> MATERIAL PROVIDED
-------

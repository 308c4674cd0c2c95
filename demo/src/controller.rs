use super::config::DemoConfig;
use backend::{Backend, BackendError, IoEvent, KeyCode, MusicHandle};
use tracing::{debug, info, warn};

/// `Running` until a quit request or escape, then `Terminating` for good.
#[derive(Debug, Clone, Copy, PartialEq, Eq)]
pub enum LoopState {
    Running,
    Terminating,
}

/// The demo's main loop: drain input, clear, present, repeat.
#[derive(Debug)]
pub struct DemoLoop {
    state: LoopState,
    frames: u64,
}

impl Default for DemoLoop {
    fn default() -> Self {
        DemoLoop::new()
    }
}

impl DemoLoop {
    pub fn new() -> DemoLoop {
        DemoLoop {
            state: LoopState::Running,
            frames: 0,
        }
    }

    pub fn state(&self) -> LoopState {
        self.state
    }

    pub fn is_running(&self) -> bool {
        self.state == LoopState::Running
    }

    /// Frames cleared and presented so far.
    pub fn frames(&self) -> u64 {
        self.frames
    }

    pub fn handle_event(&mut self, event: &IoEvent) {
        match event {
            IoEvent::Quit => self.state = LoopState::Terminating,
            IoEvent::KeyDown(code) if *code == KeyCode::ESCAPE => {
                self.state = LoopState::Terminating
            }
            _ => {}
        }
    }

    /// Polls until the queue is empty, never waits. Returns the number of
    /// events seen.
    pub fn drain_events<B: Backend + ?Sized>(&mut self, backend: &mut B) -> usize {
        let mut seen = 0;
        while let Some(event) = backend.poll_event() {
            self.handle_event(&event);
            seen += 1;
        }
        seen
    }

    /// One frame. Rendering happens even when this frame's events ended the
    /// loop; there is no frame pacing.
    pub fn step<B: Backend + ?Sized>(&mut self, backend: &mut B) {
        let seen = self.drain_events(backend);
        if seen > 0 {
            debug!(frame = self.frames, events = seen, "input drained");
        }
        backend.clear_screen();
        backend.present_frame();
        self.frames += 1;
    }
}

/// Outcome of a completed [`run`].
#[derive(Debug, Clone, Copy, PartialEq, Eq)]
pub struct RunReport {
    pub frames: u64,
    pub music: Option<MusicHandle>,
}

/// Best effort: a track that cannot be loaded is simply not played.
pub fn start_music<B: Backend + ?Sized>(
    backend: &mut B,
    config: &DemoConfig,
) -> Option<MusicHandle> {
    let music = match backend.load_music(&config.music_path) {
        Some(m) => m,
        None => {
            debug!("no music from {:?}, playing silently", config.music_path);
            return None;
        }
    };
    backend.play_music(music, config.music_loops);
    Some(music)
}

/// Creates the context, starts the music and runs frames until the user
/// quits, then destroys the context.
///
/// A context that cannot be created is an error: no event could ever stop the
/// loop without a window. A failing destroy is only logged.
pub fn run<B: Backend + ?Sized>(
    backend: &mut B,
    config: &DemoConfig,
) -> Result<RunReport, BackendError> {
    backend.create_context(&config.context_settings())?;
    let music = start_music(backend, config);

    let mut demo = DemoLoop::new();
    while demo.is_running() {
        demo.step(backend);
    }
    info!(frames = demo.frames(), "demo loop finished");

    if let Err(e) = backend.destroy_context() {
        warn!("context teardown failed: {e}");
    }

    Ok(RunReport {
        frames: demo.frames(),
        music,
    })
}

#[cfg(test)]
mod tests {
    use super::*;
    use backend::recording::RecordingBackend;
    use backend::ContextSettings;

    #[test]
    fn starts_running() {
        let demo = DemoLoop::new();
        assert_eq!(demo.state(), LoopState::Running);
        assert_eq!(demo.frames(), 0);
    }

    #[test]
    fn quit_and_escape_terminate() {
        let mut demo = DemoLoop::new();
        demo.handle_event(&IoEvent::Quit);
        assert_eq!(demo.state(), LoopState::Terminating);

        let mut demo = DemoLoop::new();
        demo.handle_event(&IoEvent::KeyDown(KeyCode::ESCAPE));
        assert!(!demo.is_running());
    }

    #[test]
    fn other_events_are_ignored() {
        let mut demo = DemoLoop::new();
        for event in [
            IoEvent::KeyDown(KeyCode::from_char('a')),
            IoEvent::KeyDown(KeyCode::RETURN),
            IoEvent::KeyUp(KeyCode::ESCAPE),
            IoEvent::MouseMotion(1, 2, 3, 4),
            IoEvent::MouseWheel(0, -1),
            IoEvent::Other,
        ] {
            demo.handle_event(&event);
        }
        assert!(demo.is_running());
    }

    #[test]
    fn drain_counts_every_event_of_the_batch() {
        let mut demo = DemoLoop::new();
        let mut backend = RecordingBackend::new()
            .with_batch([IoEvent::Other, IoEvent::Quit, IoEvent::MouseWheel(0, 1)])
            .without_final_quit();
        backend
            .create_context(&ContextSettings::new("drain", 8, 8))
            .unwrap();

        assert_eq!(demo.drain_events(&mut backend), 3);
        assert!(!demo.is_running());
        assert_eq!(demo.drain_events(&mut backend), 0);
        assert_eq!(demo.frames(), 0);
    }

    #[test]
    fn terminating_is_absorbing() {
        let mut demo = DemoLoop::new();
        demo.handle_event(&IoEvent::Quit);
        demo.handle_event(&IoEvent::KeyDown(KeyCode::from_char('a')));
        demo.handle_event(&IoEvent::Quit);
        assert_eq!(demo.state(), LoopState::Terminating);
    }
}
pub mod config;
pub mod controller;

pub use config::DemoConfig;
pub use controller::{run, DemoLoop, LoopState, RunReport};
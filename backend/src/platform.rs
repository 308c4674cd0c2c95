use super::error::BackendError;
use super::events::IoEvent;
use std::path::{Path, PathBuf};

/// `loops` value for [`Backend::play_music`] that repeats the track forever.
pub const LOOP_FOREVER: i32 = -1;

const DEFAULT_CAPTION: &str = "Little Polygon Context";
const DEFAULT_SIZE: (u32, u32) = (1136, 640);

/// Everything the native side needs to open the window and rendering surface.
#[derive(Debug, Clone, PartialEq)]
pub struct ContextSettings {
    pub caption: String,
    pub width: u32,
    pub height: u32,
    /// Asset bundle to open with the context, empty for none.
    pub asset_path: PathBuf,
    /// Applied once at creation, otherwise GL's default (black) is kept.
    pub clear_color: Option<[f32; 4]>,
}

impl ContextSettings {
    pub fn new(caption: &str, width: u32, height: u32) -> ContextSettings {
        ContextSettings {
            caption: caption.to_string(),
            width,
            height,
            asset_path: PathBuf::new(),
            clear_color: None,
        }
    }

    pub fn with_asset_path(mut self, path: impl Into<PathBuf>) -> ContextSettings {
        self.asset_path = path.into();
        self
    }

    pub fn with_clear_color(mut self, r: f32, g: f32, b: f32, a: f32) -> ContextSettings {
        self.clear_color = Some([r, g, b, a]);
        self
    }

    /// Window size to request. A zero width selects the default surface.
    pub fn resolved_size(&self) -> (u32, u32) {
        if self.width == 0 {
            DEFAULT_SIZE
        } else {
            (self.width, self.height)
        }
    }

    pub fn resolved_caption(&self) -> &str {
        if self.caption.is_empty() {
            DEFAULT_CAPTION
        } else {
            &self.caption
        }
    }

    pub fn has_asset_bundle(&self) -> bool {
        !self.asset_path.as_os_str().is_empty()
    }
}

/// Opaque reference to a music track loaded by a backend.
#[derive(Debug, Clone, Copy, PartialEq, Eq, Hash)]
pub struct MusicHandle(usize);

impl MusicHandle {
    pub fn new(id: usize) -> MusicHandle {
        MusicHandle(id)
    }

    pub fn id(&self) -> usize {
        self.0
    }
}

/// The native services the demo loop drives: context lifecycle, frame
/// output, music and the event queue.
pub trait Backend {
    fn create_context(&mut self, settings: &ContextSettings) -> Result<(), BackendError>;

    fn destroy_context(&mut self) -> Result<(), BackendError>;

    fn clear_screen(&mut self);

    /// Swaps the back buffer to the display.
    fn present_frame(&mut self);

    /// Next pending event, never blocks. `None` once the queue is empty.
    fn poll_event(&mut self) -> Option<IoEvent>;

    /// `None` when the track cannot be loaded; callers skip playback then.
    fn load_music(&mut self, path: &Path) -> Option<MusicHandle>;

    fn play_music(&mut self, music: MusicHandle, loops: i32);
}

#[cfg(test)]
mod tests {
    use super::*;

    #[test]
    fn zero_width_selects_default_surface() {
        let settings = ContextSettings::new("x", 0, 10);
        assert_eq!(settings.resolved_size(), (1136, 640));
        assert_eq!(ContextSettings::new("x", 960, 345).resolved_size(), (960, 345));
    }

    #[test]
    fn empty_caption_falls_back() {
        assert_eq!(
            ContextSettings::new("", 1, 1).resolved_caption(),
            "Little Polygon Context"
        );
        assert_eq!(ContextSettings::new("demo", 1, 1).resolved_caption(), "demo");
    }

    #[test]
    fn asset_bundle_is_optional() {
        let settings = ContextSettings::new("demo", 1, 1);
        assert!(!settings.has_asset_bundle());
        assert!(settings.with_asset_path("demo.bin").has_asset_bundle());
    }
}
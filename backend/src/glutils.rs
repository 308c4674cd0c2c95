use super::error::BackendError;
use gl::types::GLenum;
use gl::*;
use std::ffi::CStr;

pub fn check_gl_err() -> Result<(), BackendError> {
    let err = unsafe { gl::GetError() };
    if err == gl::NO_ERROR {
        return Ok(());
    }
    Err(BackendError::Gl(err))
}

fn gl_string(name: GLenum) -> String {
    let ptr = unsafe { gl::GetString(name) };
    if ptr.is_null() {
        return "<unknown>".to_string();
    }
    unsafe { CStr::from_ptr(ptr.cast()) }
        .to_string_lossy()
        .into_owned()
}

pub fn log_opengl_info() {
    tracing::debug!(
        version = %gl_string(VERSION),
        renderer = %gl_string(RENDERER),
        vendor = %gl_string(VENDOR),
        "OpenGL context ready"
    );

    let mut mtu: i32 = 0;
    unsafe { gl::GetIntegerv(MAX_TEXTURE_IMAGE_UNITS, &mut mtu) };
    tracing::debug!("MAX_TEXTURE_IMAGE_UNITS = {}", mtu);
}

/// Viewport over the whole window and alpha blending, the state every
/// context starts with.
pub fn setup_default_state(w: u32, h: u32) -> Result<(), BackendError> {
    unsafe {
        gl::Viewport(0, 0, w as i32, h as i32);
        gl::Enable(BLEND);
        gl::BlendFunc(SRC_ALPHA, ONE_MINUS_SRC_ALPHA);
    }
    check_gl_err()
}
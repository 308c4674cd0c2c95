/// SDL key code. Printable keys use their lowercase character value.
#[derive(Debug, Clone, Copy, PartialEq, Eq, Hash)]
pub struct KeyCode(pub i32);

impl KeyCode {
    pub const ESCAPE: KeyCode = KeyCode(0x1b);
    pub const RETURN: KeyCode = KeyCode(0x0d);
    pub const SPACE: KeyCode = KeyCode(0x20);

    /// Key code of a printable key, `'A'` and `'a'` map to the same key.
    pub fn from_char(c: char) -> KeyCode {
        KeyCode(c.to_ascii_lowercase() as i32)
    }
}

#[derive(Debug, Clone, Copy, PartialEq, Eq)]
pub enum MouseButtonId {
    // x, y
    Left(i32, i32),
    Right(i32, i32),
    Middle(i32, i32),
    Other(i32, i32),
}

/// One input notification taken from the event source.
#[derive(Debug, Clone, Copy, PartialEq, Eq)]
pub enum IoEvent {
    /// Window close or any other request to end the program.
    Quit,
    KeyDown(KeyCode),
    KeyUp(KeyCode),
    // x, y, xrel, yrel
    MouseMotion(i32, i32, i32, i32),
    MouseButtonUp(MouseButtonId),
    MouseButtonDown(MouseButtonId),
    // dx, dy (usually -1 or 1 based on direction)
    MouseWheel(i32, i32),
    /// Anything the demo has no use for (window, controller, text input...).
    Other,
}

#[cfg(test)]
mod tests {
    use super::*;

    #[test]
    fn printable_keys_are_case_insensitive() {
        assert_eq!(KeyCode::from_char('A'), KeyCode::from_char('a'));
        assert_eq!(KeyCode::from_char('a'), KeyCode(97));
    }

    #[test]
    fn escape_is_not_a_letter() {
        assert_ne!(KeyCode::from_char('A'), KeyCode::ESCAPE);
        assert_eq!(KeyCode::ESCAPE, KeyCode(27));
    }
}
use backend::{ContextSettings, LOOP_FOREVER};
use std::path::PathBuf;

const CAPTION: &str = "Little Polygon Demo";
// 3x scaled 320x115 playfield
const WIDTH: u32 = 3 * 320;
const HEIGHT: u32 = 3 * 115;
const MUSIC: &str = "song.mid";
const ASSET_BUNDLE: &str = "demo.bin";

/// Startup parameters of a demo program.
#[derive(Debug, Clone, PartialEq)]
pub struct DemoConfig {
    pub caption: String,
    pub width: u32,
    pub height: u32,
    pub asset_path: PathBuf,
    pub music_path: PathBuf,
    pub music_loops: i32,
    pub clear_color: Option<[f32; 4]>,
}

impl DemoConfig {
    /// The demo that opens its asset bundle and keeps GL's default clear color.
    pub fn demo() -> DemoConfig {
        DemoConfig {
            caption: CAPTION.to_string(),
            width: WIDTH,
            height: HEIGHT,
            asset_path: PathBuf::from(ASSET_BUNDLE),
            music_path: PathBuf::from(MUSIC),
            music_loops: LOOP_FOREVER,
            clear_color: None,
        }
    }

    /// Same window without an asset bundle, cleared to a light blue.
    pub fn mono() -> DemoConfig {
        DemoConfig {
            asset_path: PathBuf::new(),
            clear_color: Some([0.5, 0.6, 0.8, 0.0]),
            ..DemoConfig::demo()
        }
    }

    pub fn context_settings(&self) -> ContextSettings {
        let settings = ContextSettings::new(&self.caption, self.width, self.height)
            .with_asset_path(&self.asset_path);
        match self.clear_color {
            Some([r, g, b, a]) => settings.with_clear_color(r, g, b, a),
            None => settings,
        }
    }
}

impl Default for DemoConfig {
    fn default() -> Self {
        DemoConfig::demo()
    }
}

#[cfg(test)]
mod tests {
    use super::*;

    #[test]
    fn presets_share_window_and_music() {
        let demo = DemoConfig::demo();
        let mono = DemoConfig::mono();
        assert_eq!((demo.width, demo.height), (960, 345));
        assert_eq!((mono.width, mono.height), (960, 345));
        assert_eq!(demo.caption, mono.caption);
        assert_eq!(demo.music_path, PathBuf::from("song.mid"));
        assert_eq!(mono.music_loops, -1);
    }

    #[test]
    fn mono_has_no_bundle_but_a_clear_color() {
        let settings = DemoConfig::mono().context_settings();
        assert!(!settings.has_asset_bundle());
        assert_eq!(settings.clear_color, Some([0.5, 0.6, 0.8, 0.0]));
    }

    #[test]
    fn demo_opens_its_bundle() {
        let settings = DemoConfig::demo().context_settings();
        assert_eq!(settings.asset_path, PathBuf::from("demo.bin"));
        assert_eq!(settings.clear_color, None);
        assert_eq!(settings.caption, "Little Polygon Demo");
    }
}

-------

> YOUR ASSIGNMENT
From the line containing "the number of" down to the line containing "return None;" in the material above, reproduce every line exactly, including the two end lines.

> EXERCISE ANSWER
    /// Polls until the queue is empty, never waits. Returns the number of
    /// events seen.
    pub fn drain_events<B: Backend + ?Sized>(&mut self, backend: &mut B) -> usize {
        let mut seen = 0;
        while let Some(event) = backend.poll_event() {
            self.handle_event(&event);
            seen += 1;
        }
        seen
    }

    /// One frame. Rendering happens even when this frame's events ended the
    /// loop; there is no frame pacing.
    pub fn step<B: Backend + ?Sized>(&mut self, backend: &mut B) {
        let seen = self.drain_events(backend);
        if seen > 0 {
            debug!(frame = self.frames, events = seen, "input drained");
        }
        backend.clear_screen();
        backend.present_frame();
        self.frames += 1;
    }
}

/// Outcome of a completed [`run`].
#[derive(Debug, Clone, Copy, PartialEq, Eq)]
pub struct RunReport {
    pub frames: u64,
    pub music: Option<MusicHandle>,
}

/// Best effort: a track that cannot be loaded is simply not played.
pub fn start_music<B: Backend + ?Sized>(
    backend: &mut B,
    config: &DemoConfig,
) -> Option<MusicHandle> {
    let music = match backend.load_music(&config.music_path) {
        Some(m) => m,
        None => {
            debug!("no music from {:?}, playing silently", config.music_path);
            return None;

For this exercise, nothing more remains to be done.